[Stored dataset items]
****

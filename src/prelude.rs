//! Everything needed to host the shell and drive its commands.
//!
//! ```ignore
//! use contentshell::prelude::*;
//! ```

pub use crate::commands::{AddVersion, AddVersionOutcome};
pub use crate::content::{ContentDatabase, InMemoryContentDatabase, Item, ItemRecord};
pub use crate::core::{ItemId, ItemReference, Language, Result, ShellError, VersionNumber, template_ids};
pub use crate::gate::CommandState;
pub use crate::security::{AccessRight, Actor};
pub use crate::shell::{
    AuditLog, BufferedClientPage, ClientPage, Command, CommandContext, LogAuditLog, MemoryAuditLog,
    Session, Shell, ShellConfig,
};
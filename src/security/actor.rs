use crate::core::Language;
use serde::{Deserialize, Serialize};

/// Right an access rule can grant on a content item
#[derive(Debug, Clone, PartialEq, Eq, Hash, Serialize, Deserialize)]
#[serde(rename_all = "snake_case")]
pub enum AccessRight {
    /// Read item fields
    Read,
    /// Modify item fields and versions
    Write,
    /// Write content in the given language
    LanguageWrite(Language),
}

/// Grant of one right to a user name or a role name
#[derive(Debug, Clone, PartialEq, Eq, Serialize, Deserialize)]
pub struct AccessRule {
    pub account: String,
    pub right: AccessRight,
}

impl AccessRule {
    pub fn new(account: impl Into<String>, right: AccessRight) -> Self {
        Self {
            account: account.into(),
            right,
        }
    }
}

/// The user a command runs for
#[derive(Debug, Clone, PartialEq, Eq, Serialize, Deserialize)]
pub struct Actor {
    username: String,
    #[serde(default)]
    roles: Vec<String>,
    #[serde(default)]
    administrator: bool,
}

impl Actor {
    /// Creates a non-administrative actor
    pub fn new(username: impl Into<String>, roles: Vec<String>) -> Self {
        Self {
            username: username.into(),
            roles,
            administrator: false,
        }
    }

    /// Creates an administrator
    pub fn administrator(username: impl Into<String>) -> Self {
        Self {
            username: username.into(),
            roles: Vec::new(),
            administrator: true,
        }
    }

    /// Returns the username
    pub fn username(&self) -> &str {
        &self.username
    }

    /// Checks if the actor is an administrator
    #[inline]
    pub fn is_administrator(&self) -> bool {
        self.administrator
    }

    /// True when `account` names this user or one of its roles
    pub fn is_member_of(&self, account: &str) -> bool {
        self.username == account || self.roles.iter().any(|role| role == account)
    }

    /// Checks a right against a rule set through the actor's memberships.
    ///
    /// Administrators hold every right.
    pub fn has_right(&self, rules: &[AccessRule], right: &AccessRight) -> bool {
        self.administrator
            || rules
                .iter()
                .any(|rule| &rule.right == right && self.is_member_of(&rule.account))
    }
}

#[cfg(test)]
mod tests {
    use super::*;

    fn en() -> Language {
        "en".parse().unwrap()
    }

    #[test]
    fn test_rights_resolve_through_roles() {
        let actor = Actor::new("alice", vec!["editors".into()]);
        let rules = vec![
            AccessRule::new("editors", AccessRight::Write),
            AccessRule::new("alice", AccessRight::LanguageWrite(en())),
        ];

        assert!(actor.has_right(&rules, &AccessRight::Write));
        assert!(actor.has_right(&rules, &AccessRight::LanguageWrite(en())));
        assert!(!actor.has_right(&rules, &AccessRight::Read));
        assert!(!actor.has_right(
            &rules,
            &AccessRight::LanguageWrite("de".parse().unwrap())
        ));
    }

    #[test]
    fn test_rules_for_other_accounts_do_not_apply() {
        let actor = Actor::new("bob", vec![]);
        let rules = vec![AccessRule::new("editors", AccessRight::Write)];
        assert!(!actor.has_right(&rules, &AccessRight::Write));
    }

    #[test]
    fn test_administrator_holds_every_right() {
        let admin = Actor::administrator("admin");
        assert!(admin.is_administrator());
        assert!(admin.has_right(&[], &AccessRight::Write));
        assert!(admin.has_right(&[], &AccessRight::LanguageWrite(en())));
    }
}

****

### What to produce
Output every entry again, exactly as given.

### Answer space
filename src/prelude.rs
//! Everything needed to host the shell and drive its commands.
//!
//! ```ignore
//! use contentshell::prelude::*;
//! ```

pub use crate::commands::{AddVersion, AddVersionOutcome};
pub use crate::content::{ContentDatabase, InMemoryContentDatabase, Item, ItemRecord};
pub use crate::core::{ItemId, ItemReference, Language, Result, ShellError, VersionNumber, template_ids};
pub use crate::gate::CommandState;
pub use crate::security::{AccessRight, Actor};
pub use crate::shell::{
    AuditLog, BufferedClientPage, ClientPage, Command, CommandContext, LogAuditLog, MemoryAuditLog,
    Session, Shell, ShellConfig,
};
filename src/security/actor.rs
use crate::core::Language;
use serde::{Deserialize, Serialize};

/// Right an access rule can grant on a content item
#[derive(Debug, Clone, PartialEq, Eq, Hash, Serialize, Deserialize)]
#[serde(rename_all = "snake_case")]
pub enum AccessRight {
    /// Read item fields
    Read,
    /// Modify item fields and versions
    Write,
    /// Write content in the given language
    LanguageWrite(Language),
}

/// Grant of one right to a user name or a role name
#[derive(Debug, Clone, PartialEq, Eq, Serialize, Deserialize)]
pub struct AccessRule {
    pub account: String,
    pub right: AccessRight,
}

impl AccessRule {
    pub fn new(account: impl Into<String>, right: AccessRight) -> Self {
        Self {
            account: account.into(),
            right,
        }
    }
}

/// The user a command runs for
#[derive(Debug, Clone, PartialEq, Eq, Serialize, Deserialize)]
pub struct Actor {
    username: String,
    #[serde(default)]
    roles: Vec<String>,
    #[serde(default)]
    administrator: bool,
}

impl Actor {
    /// Creates a non-administrative actor
    pub fn new(username: impl Into<String>, roles: Vec<String>) -> Self {
        Self {
            username: username.into(),
            roles,
            administrator: false,
        }
    }

    /// Creates an administrator
    pub fn administrator(username: impl Into<String>) -> Self {
        Self {
            username: username.into(),
            roles: Vec::new(),
            administrator: true,
        }
    }

    /// Returns the username
    pub fn username(&self) -> &str {
        &self.username
    }

    /// Checks if the actor is an administrator
    #[inline]
    pub fn is_administrator(&self) -> bool {
        self.administrator
    }

    /// True when `account` names this user or one of its roles
    pub fn is_member_of(&self, account: &str) -> bool {
        self.username == account || self.roles.iter().any(|role| role == account)
    }

    /// Checks a right against a rule set through the actor's memberships.
    ///
    /// Administrators hold every right.
    pub fn has_right(&self, rules: &[AccessRule], right: &AccessRight) -> bool {
        self.administrator
            || rules
                .iter()
                .any(|rule| &rule.right == right && self.is_member_of(&rule.account))
    }
}

#[cfg(test)]
mod tests {
    use super::*;

    fn en() -> Language {
        "en".parse().unwrap()
    }

    #[test]
    fn test_rights_resolve_through_roles() {
        let actor = Actor::new("alice", vec!["editors".into()]);
        let rules = vec![
            AccessRule::new("editors", AccessRight::Write),
            AccessRule::new("alice", AccessRight::LanguageWrite(en())),
        ];

        assert!(actor.has_right(&rules, &AccessRight::Write));
        assert!(actor.has_right(&rules, &AccessRight::LanguageWrite(en())));
        assert!(!actor.has_right(&rules, &AccessRight::Read));
        assert!(!actor.has_right(
            &rules,
            &AccessRight::LanguageWrite("de".parse().unwrap())
        ));
    }

    #[test]
    fn test_rules_for_other_accounts_do_not_apply() {
        let actor = Actor::new("bob", vec![]);
        let rules = vec![AccessRule::new("editors", AccessRight::Write)];
        assert!(!actor.has_right(&rules, &AccessRight::Write));
    }

    #[test]
    fn test_administrator_holds_every_right() {
        let admin = Actor::administrator("admin");
        assert!(admin.is_administrator());
        assert!(admin.has_right(&[], &AccessRight::Write));
        assert!(admin.has_right(&[], &AccessRight::LanguageWrite(en())));
    }
}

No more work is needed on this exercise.